Пришел я домой — ни души. Приполз я, в яму ту спустился, а в хату не заходил. Схватил там пару бутылок той водки — и назад в лес, к нему. Пришел в лес, так он взял там да рану свою обмыл. Переночевали мы еще одну ночь, опять он говорит:

— Иди погляди, принеси что-нибудь. Но остерегайся.

А хаты наши в лесу. Приполз я — вижу: стоит какойто мужчина. Подошел я ближе, давай присматриваться, а это наша родня из Крупиц. Рассказал я ему про все, а он запряг кобылу, и мы поехали в лес. Привезли брата в Крупицы, и там он лежал…»

3

Деревня Первомайск[25] Речицкого района Гомельской области.

Сюда мы ехали через Днепр, любуясь им с высокого моста, потом — полями, лугами да лесом, миновали несколько нефтевышек — полесскую новь — и вот сидим в хате Павла Марковича Скакуна.

За окном покачиваются от ветра тощие подсолнухи. На одном подоконнике громоздятся недоспелые помидоры, на другом — умывается кот, пророча каких-то гостей еще.

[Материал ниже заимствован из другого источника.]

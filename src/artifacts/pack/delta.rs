//! Copy/insert delta codec
//!
//! A delta transforms a base payload into a target payload through three
//! opcodes:
//!
//! ```text
//! 0x00 off u32 len u32   copy `len` bytes from base at `off`
//! 0x01 len u32 bytes...  insert `len` literal bytes
//! 0x02                   end of delta
//! ```
//!
//! `apply(base, compute_delta(base, target)) == target` holds for any pair
//! of payloads. Matching is anchor-based: 16-byte windows of the base are
//! indexed, target bytes are matched greedily and extended as far as they
//! run, everything in between becomes literal inserts.

use std::collections::HashMap;
use std::io::Cursor;

use byteorder::{BigEndian, ReadBytesExt, WriteBytesExt};
use bytes::Bytes;

use crate::errors::{Error, Result};

const OP_COPY: u8 = 0x00;
const OP_INSERT: u8 = 0x01;
const OP_END: u8 = 0x02;

/// Anchor width for base indexing.
const ANCHOR_LEN: usize = 16;

/// Cap on candidate positions per anchor, keeps pathological inputs linear.
const MAX_CANDIDATES: usize = 8;

/// Compute a delta that rebuilds `target` from `base`.
pub fn compute_delta(base: &[u8], target: &[u8]) -> Bytes {
    let mut out = Vec::new();

    if base.len() >= ANCHOR_LEN && target.len() >= ANCHOR_LEN {
        encode_with_anchors(base, target, &mut out);
    } else if !target.is_empty() {
        write_insert(&mut out, target);
    }

    out.push(OP_END);
    Bytes::from(out)
}

fn encode_with_anchors(base: &[u8], target: &[u8], out: &mut Vec<u8>) {
    // index every anchor-sized window of the base
    let mut anchors: HashMap<&[u8], Vec<u32>> = HashMap::new();
    for offset in 0..=base.len() - ANCHOR_LEN {
        let window = &base[offset..offset + ANCHOR_LEN];
        let positions = anchors.entry(window).or_default();
        if positions.len() < MAX_CANDIDATES {
            positions.push(offset as u32);
        }
    }

    let mut literal_start = 0usize;
    let mut cursor = 0usize;

    while cursor + ANCHOR_LEN <= target.len() {
        let window = &target[cursor..cursor + ANCHOR_LEN];
        let best = anchors.get(window).map(|positions| {
            // extend each candidate and keep the longest run
            positions
                .iter()
                .map(|&start| {
                    let start = start as usize;
                    let mut len = ANCHOR_LEN;
                    while start + len < base.len()
                        && cursor + len < target.len()
                        && base[start + len] == target[cursor + len]
                    {
                        len += 1;
                    }
                    (start, len)
                })
                .max_by_key(|&(_, len)| len)
        });

        match best.flatten() {
            Some((start, len)) => {
                if literal_start < cursor {
                    write_insert(out, &target[literal_start..cursor]);
                }
                write_copy(out, start as u32, len as u32);
                cursor += len;
                literal_start = cursor;
            }
            None => cursor += 1,
        }
    }

    if literal_start < target.len() {
        write_insert(out, &target[literal_start..]);
    }
}

fn write_copy(out: &mut Vec<u8>, off: u32, len: u32) {
    out.push(OP_COPY);
    let _ = out.write_u32::<BigEndian>(off);
    let _ = out.write_u32::<BigEndian>(len);
}

fn write_insert(out: &mut Vec<u8>, bytes: &[u8]) {
    // u32 length limit; split oversized literals
    for chunk in bytes.chunks(u32::MAX as usize) {
        out.push(OP_INSERT);
        let _ = out.write_u32::<BigEndian>(chunk.len() as u32);
        out.extend_from_slice(chunk);
    }
}

/// Rebuild the target payload from a base and a delta.
///
/// # Arguments
///
/// * `base` - the payload the delta was computed against
/// * `delta` - opcode stream produced by [`compute_delta`]
///
/// # Returns
///
/// The reconstructed target, or `PackCorrupt` if the stream is malformed
/// or references bytes outside the base.
pub fn apply(base: &[u8], delta: &[u8]) -> Result<Bytes> {
    let corrupt = |reason: &str| Error::PackCorrupt {
        reason: reason.to_string(),
    };

    let mut reader = Cursor::new(delta);
    let mut out = Vec::new();

    loop {
        let opcode = reader
            .read_u8()
            .map_err(|_| corrupt("delta ended without end opcode"))?;

        match opcode {
            OP_COPY => {
                let off = reader
                    .read_u32::<BigEndian>()
                    .map_err(|_| corrupt("truncated copy opcode"))? as usize;
                let len = reader
                    .read_u32::<BigEndian>()
                    .map_err(|_| corrupt("truncated copy opcode"))? as usize;
                let end = off
                    .checked_add(len)
                    .ok_or_else(|| corrupt("copy range overflow"))?;
                if end > base.len() {
                    return Err(corrupt("copy range outside base"));
                }
                out.extend_from_slice(&base[off..end]);
            }
            OP_INSERT => {
                let len = reader
                    .read_u32::<BigEndian>()
                    .map_err(|_| corrupt("truncated insert opcode"))? as usize;
                let start = reader.position() as usize;
                let end = start
                    .checked_add(len)
                    .ok_or_else(|| corrupt("insert length overflow"))?;
                if end > delta.len() {
                    return Err(corrupt("insert runs past delta end"));
                }
                out.extend_from_slice(&delta[start..end]);
                reader.set_position(end as u64);
            }
            OP_END => {
                if (reader.position() as usize) != delta.len() {
                    return Err(corrupt("trailing bytes after end opcode"));
                }
                return Ok(Bytes::from(out));
            }
            other => return Err(corrupt(&format!("unknown delta opcode {other:#04x}"))),
        }
    }
}

/// True when the delta is worth storing over a FULL record.
pub fn worth_storing(delta: &[u8], target: &[u8]) -> bool {
    (delta.len() as f64) < super::DELTA_SIZE_RATIO * (target.len() as f64)
}

#[cfg(test)]
mod tests {
    use super::*;
    use pretty_assertions::assert_eq;
    use proptest::prelude::*;

    fn round_trip(base: &[u8], target: &[u8]) {
        let delta = compute_delta(base, target);
        let rebuilt = apply(base, &delta).unwrap();
        assert_eq!(&rebuilt[..], target);
    }

    #[test]
    fn test_round_trip_append_only() {
        let base = b"2026-01-01T10:00:00Z started session\n";
        let target = b"2026-01-01T10:00:00Z started session\n2026-01-01T11:00:00Z finished\n";
        round_trip(base, target);
    }

    #[test]
    fn test_round_trip_disjoint_content() {
        round_trip(b"completely different", b"nothing shared at all here");
    }

    #[test]
    fn test_round_trip_empty_target() {
        round_trip(b"some base", b"");
    }

    #[test]
    fn test_round_trip_empty_base() {
        round_trip(b"", b"fresh content with no base");
    }

    #[test]
    fn test_append_produces_small_delta() {
        let base: Vec<u8> = (0..2000u32).flat_map(|n| n.to_be_bytes()).collect();
        let mut target = base.clone();
        target.extend_from_slice(b"tail");

        let delta = compute_delta(&base, &target);
        assert!(delta.len() < target.len() / 10);
        assert!(worth_storing(&delta, &target));
    }

    #[test]
    fn test_apply_rejects_copy_outside_base() {
        let mut delta = Vec::new();
        write_copy(&mut delta, 0, 100);
        delta.push(OP_END);
        assert!(apply(b"short", &delta).is_err());
    }

    #[test]
    fn test_apply_rejects_missing_end() {
        let mut delta = Vec::new();
        write_insert(&mut delta, b"abc");
        assert!(apply(b"", &delta).is_err());
    }

    proptest! {
        #[test]
        fn test_round_trip_property(
            base in proptest::collection::vec(any::<u8>(), 0..512),
            target in proptest::collection::vec(any::<u8>(), 0..512),
        ) {
            let delta = compute_delta(&base, &target);
            let rebuilt = apply(&base, &delta).unwrap();
            prop_assert_eq!(&rebuilt[..], &target[..]);
        }

        #[test]
        fn test_round_trip_related_property(
            prefix in proptest::collection::vec(any::<u8>(), 64..256),
            middle in proptest::collection::vec(any::<u8>(), 0..64),
            suffix in proptest::collection::vec(any::<u8>(), 64..256),
        ) {
            let base: Vec<u8> = prefix.iter().chain(suffix.iter()).copied().collect();
            let target: Vec<u8> = prefix
                .iter()
                .chain(middle.iter())
                .chain(suffix.iter())
                .copied()
                .collect();
            let delta = compute_delta(&base, &target);
            let rebuilt = apply(&base, &delta).unwrap();
            prop_assert_eq!(&rebuilt[..], &target[..]);
        }
    }
}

Хозяина нам позвали с работы: он — мелиоратор, был на своих канавах. Не хотим его задерживать излишне, но и не спешим во вред делу. И он не очень спешит.


«…В сорок третьем году, четырнадцатого мая, с самого утра приехал немецкий карательный отряд. Ну, я малый был, двенадцатый год, я об этом ничего не знал… Они окружили деревню. Мы пахали, батька, значит, и я был с быками: водил. Бегут немцы кругом и кричат, чтоб мы бежали в деревню. Нас толканули, и мы пошли в деревню.

Приходим мы с батькой в деревню, а там уже три немца вытащили такие вот браунеры, пистолеты и гонят людей по деревне.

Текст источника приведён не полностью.